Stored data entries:
use crate::adapters::cdp::auth::ApiKey;
use crate::adapters::cdp::types::{
    ApiErrorBody, AssetModel, BuildStakingOperationRequest, StakingContextRequest,
    StakingContextResponse,
};
use crate::domain::model::{Amount, Asset, Balance, Network, StakingOperation};
use crate::domain::ports::StakingPlatform;
use crate::utils::error::{Result, StakeError};
use async_trait::async_trait;
use reqwest::{Client, Method};
use serde::de::DeserializeOwned;
use serde::Serialize;
use std::collections::HashMap;
use std::time::Duration;
use url::Url;

pub const DEFAULT_BASE_URL: &str = "https://api.cdp.coinbase.com/platform";

const STAKE_ACTION: &str = "stake";

/// 質押平台 REST API 客戶端
pub struct CdpClient {
    client: Client,
    api_key: ApiKey,
    base_url: String,
    timeout: Duration,
}

impl CdpClient {
    pub fn new(api_key: ApiKey, base_url: &str, timeout: Duration) -> Result<Self> {
        crate::utils::validation::validate_url("platform.base_url", base_url)?;
        Ok(Self {
            client: Client::new(),
            api_key,
            base_url: base_url.trim_end_matches('/').to_string(),
            timeout,
        })
    }

    fn correlation_context() -> String {
        format!(
            "sdk_version={},sdk_language=rust,source=cdp-stake",
            env!("CARGO_PKG_VERSION")
        )
    }

    async fn send<B, T>(&self, method: Method, path: &str, body: Option<&B>) -> Result<T>
    where
        B: Serialize + ?Sized,
        T: DeserializeOwned,
    {
        let full_url = format!("{}{}", self.base_url, path);
        let url = Url::parse(&full_url).map_err(|e| StakeError::InvalidConfigValueError {
            field: "platform.base_url".to_string(),
            value: full_url.clone(),
            reason: e.to_string(),
        })?;

        let host = match (url.host_str(), url.port()) {
            (Some(host), Some(port)) => format!("{}:{}", host, port),
            (Some(host), None) => host.to_string(),
            (None, _) => {
                return Err(StakeError::InvalidConfigValueError {
                    field: "platform.base_url".to_string(),
                    value: full_url,
                    reason: "URL has no host".to_string(),
                })
            }
        };
        let token = self.api_key.build_jwt(method.as_str(), &host, url.path())?;

        tracing::debug!("📡 {} {}", method, url);

        let mut request = self
            .client
            .request(method, url)
            .bearer_auth(token)
            .header("Correlation-Context", Self::correlation_context())
            .header("Accept", "application/json")
            .timeout(self.timeout);

        if let Some(body) = body {
            request = request.json(body);
        }

        let response = request.send().await?;
        let status = response.status();
        tracing::debug!("📡 Platform response status: {}", status);

        if !status.is_success() {
            let text = response.text().await.unwrap_or_default();
            let parsed: Option<ApiErrorBody> = serde_json::from_str(&text).ok();
            let (code, message) = match parsed {
                Some(body) => {
                    if let Some(correlation_id) = &body.correlation_id {
                        tracing::debug!("Platform correlation id: {}", correlation_id);
                    }
                    (
                        body.code.unwrap_or_else(|| "unknown".to_string()),
                        body.message.unwrap_or_else(|| text.clone()),
                    )
                }
                None => ("unknown".to_string(), text),
            };
            return Err(StakeError::PlatformError {
                status: status.as_u16(),
                code,
                message,
            });
        }

        let bytes = response.bytes().await?;
        Ok(serde_json::from_slice(&bytes)?)
    }
}

#[async_trait]
impl StakingPlatform for CdpClient {
    async fn get_asset(&self, network: Network, asset_id: &str) -> Result<Asset> {
        let path = format!("/v1/networks/{}/assets/{}", network.network_id(), asset_id);
        let model: AssetModel = self.send::<(), _>(Method::GET, &path, None).await?;
        Asset::try_from(model)
    }

    async fn get_stakeable_balance(
        &self,
        network: Network,
        asset: &Asset,
        address: &str,
        mode: &str,
    ) -> Result<Balance> {
        let request = StakingContextRequest {
            network_id: network.network_id(),
            asset_id: &asset.asset_id,
            address_id: address,
            options: HashMap::from([("mode", mode.to_string())]),
        };

        let response: StakingContextResponse = self
            .send(Method::POST, "/v1/stake/context", Some(&request))
            .await?;

        let context = response.context;
        if let Some(unstakeable) = &context.unstakeable_balance {
            tracing::debug!("Unstakeable balance (atomic): {}", unstakeable.amount);
        }
        if let Some(claimable) = &context.claimable_balance {
            tracing::debug!("Claimable balance (atomic): {}", claimable.amount);
        }
        context.stakeable_balance.into_balance(asset)
    }

    async fn build_stake_operation(
        &self,
        network: Network,
        asset_id: &str,
        address: &str,
        amount: Amount,
        mode: &str,
    ) -> Result<StakingOperation> {
        let request = BuildStakingOperationRequest {
            network_id: network.network_id(),
            asset_id,
            address_id: address,
            action: STAKE_ACTION,
            options: HashMap::from([
                ("amount", amount.atomic().to_string()),
                ("mode", mode.to_string()),
            ]),
        };

        self.send(Method::POST, "/v1/stake/build", Some(&request))
            .await
    }

    async fn fetch_staking_operation(
        &self,
        network: Network,
        address: &str,
        operation_id: &str,
    ) -> Result<StakingOperation> {
        let path = format!(
            "/v1/networks/{}/addresses/{}/staking_operations/{}",
            network.network_id(),
            address,
            operation_id
        );
        self.send::<(), _>(Method::GET, &path, None).await
    }
}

What needs to be done:
Please copy every line of the data that carries the string "CdpClient".

Task output:
pub struct CdpClient {
impl CdpClient {
impl StakingPlatform for CdpClient {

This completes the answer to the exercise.